The US ends the requirement to remove shoes at airports.

The hassle of removing shoes at the airport is over. At least in the United States, where authorities have decided to eliminate a security measure that has been in place for almost two decades, according to leaks to the press by the Donald Trump administration.
Passengers will be able to leave their shoes behind when going through security at some airports in the world's leading power, in a measure that will be presented this Tuesday evening in Spain. The plan is to later expand it to the rest of the country's airports.

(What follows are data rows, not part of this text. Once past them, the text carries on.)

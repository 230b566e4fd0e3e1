//! Byte sinks and bit-level output for JPEG encoding.
//!
//! Encoded bytes flow through a small staging buffer before reaching the
//! destination: [`BitWriterMsb`] packs variable-length codes into bytes,
//! [`StagedWriter`] batches bytes and spills them to a [`ByteSink`] when the
//! staging buffer fills. The sink is either a growable `Vec<u8>` or a
//! caller-provided bounded slice.

use crate::error::{Error, Result};

/// Staging buffer size in bytes. The buffer spills to the sink once
/// `STAGE_CAPACITY - 1` bytes are resident.
const STAGE_CAPACITY: usize = 1024;

/// Destination for encoded bytes.
///
/// Implementations either always accept bytes (`Vec<u8>`) or enforce a
/// capacity limit ([`SliceSink`]). A failed write aborts the encode; partial
/// output is not valid JPEG.
pub trait ByteSink {
    fn write(&mut self, bytes: &[u8]) -> Result<()>;
}

impl ByteSink for Vec<u8> {
    fn write(&mut self, bytes: &[u8]) -> Result<()> {
        self.extend_from_slice(bytes);
        Ok(())
    }
}

impl<S: ByteSink + ?Sized> ByteSink for &mut S {
    fn write(&mut self, bytes: &[u8]) -> Result<()> {
        (**self).write(bytes)
    }
}

/// Bounded sink over a caller-provided buffer.
///
/// Rejects writes that would exceed the buffer with
/// [`Error::OutputTooSmall`], reporting how many bytes had been required up
/// to that point.
pub struct SliceSink<'a> {
    buf: &'a mut [u8],
    len: usize,
}

impl<'a> SliceSink<'a> {
    pub fn new(buf: &'a mut [u8]) -> Self {
        SliceSink { buf, len: 0 }
    }

    /// Number of bytes written so far.
    pub fn len(&self) -> usize {
        self.len
    }

    pub fn is_empty(&self) -> bool {
        self.len == 0
    }
}

impl ByteSink for SliceSink<'_> {
    fn write(&mut self, bytes: &[u8]) -> Result<()> {
        let end = self.len + bytes.len();
        if end > self.buf.len() {
            return Err(Error::OutputTooSmall {
                needed: end,
                capacity: self.buf.len(),
            });
        }
        self.buf[self.len..end].copy_from_slice(bytes);
        self.len = end;
        Ok(())
    }
}

/// Buffered writer over a [`ByteSink`].
///
/// Bytes accumulate in a fixed staging buffer and spill to the sink once
/// `STAGE_CAPACITY - 1` are resident, so the sink sees a few large writes
/// instead of one per byte. Call [`finish`](StagedWriter::finish) to spill
/// the remainder and recover the sink; dropping the writer discards staged
/// bytes, which only happens when the encode has already failed.
pub struct StagedWriter<S: ByteSink> {
    sink: S,
    staged: [u8; STAGE_CAPACITY],
    len: usize,
}

impl<S: ByteSink> StagedWriter<S> {
    pub fn new(sink: S) -> Self {
        StagedWriter {
            sink,
            staged: [0; STAGE_CAPACITY],
            len: 0,
        }
    }

    /// Appends `bytes`, spilling to the sink each time the staging buffer
    /// fills. Oversized writes are handled by looping, not recursing.
    pub fn write(&mut self, mut bytes: &[u8]) -> Result<()> {
        while !bytes.is_empty() {
            let room = (STAGE_CAPACITY - 1) - self.len;
            let take = bytes.len().min(room);
            self.staged[self.len..self.len + take].copy_from_slice(&bytes[..take]);
            self.len += take;
            bytes = &bytes[take..];
            if self.len == STAGE_CAPACITY - 1 {
                self.spill()?;
            }
        }
        Ok(())
    }

    pub fn write_u8(&mut self, byte: u8) -> Result<()> {
        self.write(&[byte])
    }

    /// Writes a 16-bit value big-endian, as JPEG header fields require.
    pub fn write_u16_be(&mut self, value: u16) -> Result<()> {
        self.write(&value.to_be_bytes())
    }

    fn spill(&mut self) -> Result<()> {
        if self.len > 0 {
            self.sink.write(&self.staged[..self.len])?;
            self.len = 0;
        }
        Ok(())
    }

    /// Spills any staged bytes and returns the sink.
    pub fn finish(mut self) -> Result<S> {
        self.spill()?;
        Ok(self.sink)
    }
}

/// Packs Huffman codes and value bits into the output stream, MSB first.
///
/// Bits collect in a 32-bit accumulator; whenever eight or more are
/// resident the top byte drains to the underlying writer, and a literal
/// `0xFF` is followed by a stuffed `0x00` so entropy-coded data can never
/// alias a marker.
pub struct BitWriterMsb<'a, S: ByteSink> {
    out: &'a mut StagedWriter<S>,
    accumulator: u32,
    bit_count: u8,
}

impl<'a, S: ByteSink> BitWriterMsb<'a, S> {
    pub fn new(out: &'a mut StagedWriter<S>) -> Self {
        BitWriterMsb {
            out,
            accumulator: 0,
            bit_count: 0,
        }
    }

    /// Appends the `count` (0..=16) least-significant bits of `value`,
    /// most-significant bit first.
    pub fn write_bits(&mut self, value: u32, count: u8) -> Result<()> {
        debug_assert!(count <= 16);
        if count == 0 {
            return Ok(());
        }
        let value = value & ((1u32 << count) - 1);
        self.bit_count += count;
        debug_assert!(self.bit_count <= 32);
        self.accumulator |= value << (32 - self.bit_count);

        while self.bit_count >= 8 {
            let byte = (self.accumulator >> 24) as u8;
            self.out.write_u8(byte)?;
            if byte == 0xFF {
                self.out.write_u8(0x00)?;
            }
            self.accumulator <<= 8;
            self.bit_count -= 8;
        }
        Ok(())
    }

    /// Pads any pending 1..=7 bits with zeros to reach a byte boundary.
    /// Emits nothing when the stream is already aligned.
    pub fn flush_to_byte_boundary(&mut self) -> Result<()> {
        if self.bit_count > 0 {
            self.write_bits(0, 8 - self.bit_count)?;
        }
        Ok(())
    }
}

#[cfg(test)]
mod tests {
    use super::*;

    fn collect_bits(writes: &[(u32, u8)], flush: bool) -> Vec<u8> {
        let mut staged = StagedWriter::new(Vec::new());
        let mut writer = BitWriterMsb::new(&mut staged);
        for &(value, count) in writes {
            writer.write_bits(value, count).unwrap();
        }
        if flush {
            writer.flush_to_byte_boundary().unwrap();
        }
        staged.finish().unwrap()
    }

    #[test]
    fn bits_pack_msb_first() {
        // 101 0110 1 -> 0xAD
        let out = collect_bits(&[(0b101, 3), (0b0110, 4), (0b1, 1)], false);
        assert_eq!(out, vec![0xAD]);
    }

    #[test]
    fn partial_byte_needs_flush() {
        let out = collect_bits(&[(0b101, 3)], false);
        assert!(out.is_empty());

        // Trailing bits pad with zeros: 101 00000 -> 0xA0.
        let out = collect_bits(&[(0b101, 3)], true);
        assert_eq!(out, vec![0xA0]);
    }

    #[test]
    fn flush_on_aligned_stream_emits_nothing() {
        let out = collect_bits(&[(0x5A, 8)], true);
        assert_eq!(out, vec![0x5A]);
    }

    #[test]
    fn literal_ff_is_stuffed() {
        let out = collect_bits(&[(0xFF, 8), (0x12, 8)], false);
        assert_eq!(out, vec![0xFF, 0x00, 0x12]);
    }

    #[test]
    fn stuffing_applies_across_split_writes() {
        // 0xFF assembled from two writes still gets stuffed.
        let out = collect_bits(&[(0b1111, 4), (0b1111, 4)], false);
        assert_eq!(out, vec![0xFF, 0x00]);
    }

    #[test]
    fn sixteen_bit_writes_drain_both_bytes() {
        let out = collect_bits(&[(0xBEEF, 16)], false);
        assert_eq!(out, vec![0xBE, 0xEF]);
    }

    #[test]
    fn excess_value_bits_are_masked() {
        let out = collect_bits(&[(0xFFFF_FFAA, 8)], false);
        assert_eq!(out, vec![0xAA]);
    }

    #[test]
    fn staged_writer_spills_large_writes_in_order() {
        let mut staged = StagedWriter::new(Vec::new());
        let data: Vec<u8> = (0..5000u32).map(|i| (i % 251) as u8).collect();
        staged.write(&data).unwrap();
        let sink = staged.finish().unwrap();
        assert_eq!(sink, data);
    }

    #[test]
    fn staged_writer_spills_many_small_writes_in_order() {
        let mut staged = StagedWriter::new(Vec::new());
        let data: Vec<u8> = (0..3000u32).map(|i| (i % 17) as u8).collect();
        for &b in &data {
            staged.write_u8(b).unwrap();
        }
        let sink = staged.finish().unwrap();
        assert_eq!(sink, data);
    }

    #[test]
    fn slice_sink_reports_overflow() {
        let mut buf = [0u8; 4];
        let mut sink = SliceSink::new(&mut buf);
        sink.write(&[1, 2, 3]).unwrap();
        let err = sink.write(&[4, 5]).unwrap_err();
        assert_eq!(
            err,
            Error::OutputTooSmall {
                needed: 5,
                capacity: 4
            }
        );
    }

    #[test]
    fn slice_sink_tracks_written_length() {
        let mut buf = [0u8; 8];
        let mut sink = SliceSink::new(&mut buf);
        sink.write(&[9, 8, 7]).unwrap();
        assert_eq!(sink.len(), 3);
        assert_eq!(&buf[..3], &[9, 8, 7]);
    }
}
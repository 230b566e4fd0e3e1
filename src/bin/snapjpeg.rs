//! snapjpeg CLI - Raw frame to JPEG converter
//!
//! A command-line interface for the snapjpeg encoding library.
//! Reads headerless RGB565, RGB888, or RGBA8888 pixel dumps and writes
//! baseline JFIF streams.

use std::fs;
use std::io::{self, Read, Write};
use std::path::PathBuf;
use std::time::Instant;

use clap::{Parser, ValueEnum};

use snapjpeg::jpeg::JpegOptions;
use snapjpeg::PixelFormat;

/// Encode raw RGB pixel dumps as baseline JPEG.
///
/// Input is a headerless dump, so the dimensions and pixel layout must be
/// given on the command line.
#[derive(Parser, Debug)]
#[command(name = "snapjpeg")]
#[command(author, version, about, long_about = None)]
#[command(after_help = "\
EXAMPLES:
    snapjpeg frame.raw --width 640 --height 480           Encode a 24-bit RGB dump
    snapjpeg frame.raw --width 640 --height 480 -q 3      Near-lossless output
    snapjpeg cap.565 --width 320 --height 240 -f rgb565   16-bit framebuffer capture
    snapjpeg - --width 640 --height 480 -o out.jpg        Read pixel data from stdin")]
struct Args {
    /// Input raw pixel dump, or - for stdin
    #[arg(value_name = "INPUT")]
    input: PathBuf,

    /// Output file path, or - for stdout (defaults to INPUT with a .jpg extension)
    #[arg(short, long, value_name = "OUTPUT")]
    output: Option<PathBuf>,

    /// Frame width in pixels
    #[arg(long, value_name = "PIXELS")]
    width: u32,

    /// Frame height in pixels
    #[arg(long, value_name = "PIXELS")]
    height: u32,

    /// Pixel layout of the input dump
    #[arg(short, long, value_enum, default_value = "rgb888")]
    format: FormatArg,

    /// Quality tier (1 = smallest file, 3 = near lossless)
    #[arg(short, long, default_value = "1", value_parser = clap::value_parser!(u8).range(1..=3))]
    quality: u8,

    /// Show verbose output
    #[arg(short, long)]
    verbose: bool,

    /// Suppress all output except errors
    #[arg(long)]
    quiet: bool,
}

#[derive(Debug, Clone, Copy, ValueEnum)]
enum FormatArg {
    /// 16-bit packed 5-6-5, little-endian words
    Rgb565,
    /// 24-bit RGB, three bytes per pixel
    Rgb888,
    /// 32-bit RGBA, alpha byte ignored
    Rgba8888,
}

impl From<FormatArg> for PixelFormat {
    fn from(arg: FormatArg) -> Self {
        match arg {
            FormatArg::Rgb565 => PixelFormat::Rgb565,
            FormatArg::Rgb888 => PixelFormat::Rgb888,
            FormatArg::Rgba8888 => PixelFormat::Rgba8888,
        }
    }
}

fn main() {
    // Show concise help if no arguments provided
    if std::env::args().len() == 1 {
        print_concise_help();
        std::process::exit(0);
    }

    if let Err(e) = run() {
        eprintln!("Error: {e}");
        std::process::exit(1);
    }
}

fn print_concise_help() {
    eprintln!("snapjpeg - Encode raw RGB pixel dumps as baseline JPEG");
    eprintln!();
    eprintln!("USAGE:");
    eprintln!("    snapjpeg <INPUT> --width <PIXELS> --height <PIXELS> [OPTIONS]");
    eprintln!();
    eprintln!("EXAMPLES:");
    eprintln!("    snapjpeg frame.raw --width 640 --height 480           Encode a 24-bit RGB dump");
    eprintln!("    snapjpeg cap.565 --width 320 --height 240 -f rgb565   16-bit framebuffer capture");
    eprintln!();
    eprintln!("For more options, run: snapjpeg --help");
}

fn run() -> Result<(), Box<dyn std::error::Error>> {
    let args = Args::parse();

    let is_stdin = args.input.as_os_str() == "-";
    let is_stdout = args
        .output
        .as_ref()
        .map(|p| p.as_os_str() == "-")
        .unwrap_or(false);

    // Load input pixels
    let start = Instant::now();
    let pixels = if is_stdin {
        read_stdin().map_err(|e| format!("Can't read from stdin: {e}"))?
    } else {
        fs::read(&args.input).map_err(|e| {
            if args.input.exists() {
                format!("Can't read '{}': {e}", args.input.display())
            } else {
                format!(
                    "File not found: '{}'. Check that the path is correct.",
                    args.input.display()
                )
            }
        })?
    };
    let load_time = start.elapsed();

    if args.verbose {
        let input = &args.input;
        let width = args.width;
        let height = args.height;
        let format = args.format;
        eprintln!("Loaded: {input:?}");
        eprintln!("  Dimensions: {width}x{height}");
        eprintln!("  Pixel format: {format:?}");
        eprintln!("  Load time: {load_time:.2?}");
    }

    // When reading from stdin, output must be specified
    let output_path = if is_stdin {
        args.output.clone().ok_or(
            "When reading from stdin (-), you must specify an output file with -o/--output",
        )?
    } else {
        args.output.clone().unwrap_or_else(|| {
            let mut path = args.input.clone();
            path.set_extension("jpg");
            path
        })
    };

    let options = JpegOptions::builder(args.width, args.height)
        .pixel_format(args.format.into())
        .quality(args.quality)
        .build();

    // Encode
    let encode_start = Instant::now();
    let jpeg = snapjpeg::jpeg::encode(&pixels, &options)?;
    let encode_time = encode_start.elapsed();

    let input_size = pixels.len() as u64;
    let output_size = jpeg.len() as u64;
    let ratio = if input_size > 0 {
        (output_size as f64 / input_size as f64) * 100.0
    } else {
        0.0
    };

    // Write output
    if is_stdout {
        io::stdout()
            .write_all(&jpeg)
            .map_err(|e| format!("Can't write to stdout: {e}"))?;
    } else {
        fs::write(&output_path, &jpeg).map_err(|e| {
            format!(
                "Can't write to '{}': {}. Check that the directory exists and is writable.",
                output_path.display(),
                e
            )
        })?;
    }

    // Output results (to stderr if writing to stdout, to avoid mixing with output data)
    let print_results = |msg: &str| {
        if is_stdout {
            eprintln!("{msg}");
        } else {
            println!("{msg}");
        }
    };

    let output_display = if is_stdout {
        "<stdout>".to_string()
    } else {
        output_path.display().to_string()
    };

    if args.verbose {
        let quality = args.quality;
        eprintln!("Output: {output_display}");
        eprintln!("  Quality tier: {quality}");
        eprintln!("  Encode time: {encode_time:.2?}");
        eprintln!(
            "  Size: {} -> {} ({:.1}%)",
            format_size(input_size),
            format_size(output_size),
            ratio
        );
    } else if !args.quiet {
        print_results(&format!(
            "{} -> {} ({:.1}%)",
            format_size(input_size),
            format_size(output_size),
            ratio
        ));
    }

    Ok(())
}

/// Read all bytes from stdin
fn read_stdin() -> Result<Vec<u8>, Box<dyn std::error::Error>> {
    let mut buffer = Vec::new();
    io::stdin().read_to_end(&mut buffer)?;
    Ok(buffer)
}

fn format_size(bytes: u64) -> String {
    const KB: u64 = 1024;
    const MB: u64 = KB * 1024;

    if bytes >= MB {
        let mb = bytes as f64 / MB as f64;
        format!("{mb:.2} MB")
    } else if bytes >= KB {
        let kb = bytes as f64 / KB as f64;
        format!("{kb:.2} KB")
    } else {
        format!("{bytes} B")
    }
}
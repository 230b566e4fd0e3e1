//! Quantization tables and coefficient quantization.
//!
//! Each quality tier derives two integer divisor matrices (luma and chroma)
//! from fixed base tables, then precomputes per-coefficient f32 reciprocals
//! that also fold in the DCT's `8 * aan[x] * aan[y]` output scaling. The hot
//! path is then one multiply, one floor, and a zigzag store per coefficient.

/// Base luminance divisors, ITU-T T.81 Annex K.1.
const BASE_LUMA: [u8; 64] = [
    16, 11, 10, 16, 24, 40, 51, 61, //
    12, 12, 14, 19, 26, 58, 60, 55, //
    14, 13, 16, 24, 40, 57, 69, 56, //
    14, 17, 22, 29, 51, 87, 80, 62, //
    18, 22, 37, 56, 68, 109, 103, 77, //
    24, 35, 55, 64, 81, 104, 113, 92, //
    49, 64, 78, 87, 103, 121, 120, 101, //
    72, 92, 95, 98, 112, 100, 103, 99,
];

/// Base chrominance divisors. Not the Annex K.2 chroma table; the entries
/// are K.1 luma values in a rotated order, kept verbatim for bitstream
/// compatibility.
const BASE_CHROMA: [u8; 64] = [
    16, 12, 14, 14, 18, 24, 49, 72, //
    11, 10, 16, 24, 40, 51, 61, 12, //
    13, 17, 22, 35, 64, 92, 14, 16, //
    22, 37, 55, 78, 95, 19, 24, 29, //
    56, 64, 87, 98, 26, 40, 51, 68, //
    81, 103, 112, 58, 57, 87, 109, 104, //
    121, 100, 60, 69, 80, 103, 113, 120, //
    103, 55, 56, 62, 77, 92, 101, 99,
];

/// Zigzag position for each natural (row-major) coefficient index.
const ZIGZAG: [u8; 64] = [
    0, 1, 5, 6, 14, 15, 27, 28, //
    2, 4, 7, 13, 16, 26, 29, 42, //
    3, 8, 12, 17, 25, 30, 41, 43, //
    9, 11, 18, 24, 31, 40, 44, 53, //
    10, 19, 23, 32, 39, 45, 52, 54, //
    20, 22, 33, 38, 46, 51, 55, 60, //
    21, 34, 37, 47, 50, 56, 59, 61, //
    35, 36, 48, 49, 57, 58, 62, 63,
];

/// AAN DCT output scale factor per 1-D frequency index.
const AAN_SCALE: [f32; 8] = [
    1.0,
    1.387039845,
    1.306562965,
    1.175875602,
    1.0,
    0.785694958,
    0.541196100,
    0.275899379,
];

/// Active quantization state for one encode: the integer divisor matrices
/// in table storage order (these bytes go straight into DQT segments) and
/// the reciprocal tables consumed per block.
pub struct QuantizationTables {
    pub luminance: [u8; 64],
    pub chrominance: [u8; 64],
    pub luminance_table: [f32; 64],
    pub chrominance_table: [f32; 64],
}

impl QuantizationTables {
    /// Builds the tables for a quality tier in `1..=3`.
    ///
    /// Tier 1 uses the base matrices unscaled, tier 2 divides every entry
    /// by 10, tier 3 sets every divisor to 1 (near-lossless). Scaled
    /// entries clamp to a minimum of 1.
    pub fn with_tier(tier: u8) -> Self {
        debug_assert!((1..=3).contains(&tier));
        let (luminance, chrominance) = match tier {
            3 => ([1u8; 64], [1u8; 64]),
            _ => {
                let factor = if tier == 2 { 10 } else { 1 };
                let mut luma = [0u8; 64];
                let mut chroma = [0u8; 64];
                for i in 0..64 {
                    luma[i] = (BASE_LUMA[i] / factor).max(1);
                    chroma[i] = (BASE_CHROMA[i] / factor).max(1);
                }
                (luma, chroma)
            }
        };

        QuantizationTables {
            luminance,
            chrominance,
            luminance_table: reciprocal_table(&luminance),
            chrominance_table: reciprocal_table(&chrominance),
        }
    }
}

/// Reciprocals for the divisor matrix, with the DCT scaling folded in.
///
/// The divisor for natural index `(x, y)` is looked up through the zigzag
/// table; the matrix bytes and this lookup are a consistent pair with how
/// DQT serializes the matrix.
fn reciprocal_table(matrix: &[u8; 64]) -> [f32; 64] {
    let mut table = [0.0f32; 64];
    for y in 0..8 {
        for x in 0..8 {
            let i = y * 8 + x;
            table[i] =
                1.0 / (8.0 * AAN_SCALE[x] * AAN_SCALE[y] * matrix[ZIGZAG[i] as usize] as f32);
        }
    }
    table
}

/// Quantizes one DCT block and reorders it into zigzag order.
///
/// Rounding is `floor(x + 1024 + 0.5) - 1024`: nearest integer with halves
/// rounding toward positive infinity, not half-to-even. The exact form is
/// part of the output contract.
pub fn quantize_block(block: &[f32; 64], table: &[f32; 64]) -> [i16; 64] {
    let mut out = [0i16; 64];
    for i in 0..64 {
        let scaled = block[i] * table[i];
        let val = (scaled + 1024.0 + 0.5).floor() - 1024.0;
        out[ZIGZAG[i] as usize] = val as i16;
    }
    out
}

#[cfg(test)]
mod tests {
    use super::*;

    #[test]
    fn tier_one_keeps_base_matrices() {
        let tables = QuantizationTables::with_tier(1);
        assert_eq!(tables.luminance, BASE_LUMA);
        assert_eq!(tables.chrominance, BASE_CHROMA);
    }

    #[test]
    fn tier_two_divides_by_ten_with_floor_one() {
        let tables = QuantizationTables::with_tier(2);
        for i in 0..64 {
            assert_eq!(tables.luminance[i], (BASE_LUMA[i] / 10).max(1));
            assert_eq!(tables.chrominance[i], (BASE_CHROMA[i] / 10).max(1));
        }
        // Entries below 10 clamp to 1 rather than 0.
        assert_eq!(tables.luminance[1], 1);
    }

    #[test]
    fn tier_three_is_all_ones() {
        let tables = QuantizationTables::with_tier(3);
        assert!(tables.luminance.iter().all(|&v| v == 1));
        assert!(tables.chrominance.iter().all(|&v| v == 1));
    }

    #[test]
    fn reciprocals_fold_dct_scaling() {
        let tables = QuantizationTables::with_tier(3);
        // All divisors 1, so the DC reciprocal is exactly 1/8.
        assert_eq!(tables.luminance_table[0], 1.0 / 8.0);
        // Index (1, 0) divides by the first AAN factor as well.
        let expected = 1.0 / (8.0 * AAN_SCALE[1]);
        assert!((tables.luminance_table[1] - expected).abs() < 1e-7);

        let tables = QuantizationTables::with_tier(1);
        // DC divisor is BASE_LUMA[0] = 16 via the zigzag lookup.
        assert_eq!(tables.luminance_table[0], 1.0 / 128.0);
    }

    #[test]
    fn rounding_halves_go_toward_positive_infinity() {
        let identity = [1.0f32; 64];
        let mut block = [0.0f32; 64];
        block[0] = 2.5;
        block[1] = -2.5;
        block[2] = 2.4;
        block[3] = -2.6;
        let out = quantize_block(&block, &identity);
        assert_eq!(out[ZIGZAG[0] as usize], 3);
        assert_eq!(out[ZIGZAG[1] as usize], -2);
        assert_eq!(out[ZIGZAG[2] as usize], 2);
        assert_eq!(out[ZIGZAG[3] as usize], -3);
    }

    #[test]
    fn coefficients_store_at_zigzag_positions() {
        let identity = [1.0f32; 64];
        let mut block = [0.0f32; 64];
        block[8] = 7.0; // natural (0, 1)
        block[2] = 9.0; // natural (2, 0)
        let out = quantize_block(&block, &identity);
        assert_eq!(out[2], 7);
        assert_eq!(out[5], 9);
        assert_eq!(out.iter().filter(|&&v| v != 0).count(), 2);
    }

    #[test]
    fn zigzag_is_a_permutation() {
        let mut seen = [false; 64];
        for &pos in &ZIGZAG {
            assert!(!seen[pos as usize]);
            seen[pos as usize] = true;
        }
    }
}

Homeland Security Secretary Kristi Noem is expected to unveil the measure at a press conference at Ronald Reagan Washington National Airport.
Noem's department oversees the Transportation Security Agency (TSA), which is responsible for, among other things, airport screening.
In a statement prior to the press conference, the TSA said it would implement new regulations " to make passenger screening easier , improve traveler satisfaction, and reduce wait times."
Younger children won't remember what it was like to go through airport security without removing their shoes. It was a requirement that was imposed in 2006, when the TSA deemed it necessary due to the "continuing threat" of camouflaged explosives.
These were the years following the September 11 attacks, in which Islamist terrorists hijacked and crashed planes into the Twin Towers in New York and the Pentagon outside Washington. And at a time when these attacks, the US response to them—the so-called "War on Terror" and the subsequent invasion of Iraq—unleashed a growing threat of domestic terrorist attacks that changed security protocols.
The specific trigger for the security measure came after a man tried to detonate his shoe bombs on a flight from Paris to Miami in December 2001 , a few months after the Islamist attacks.
Today's measure follows the elimination of the ban on carrying liquids in luggage, which some countries, including the U.S., have already begun to implement.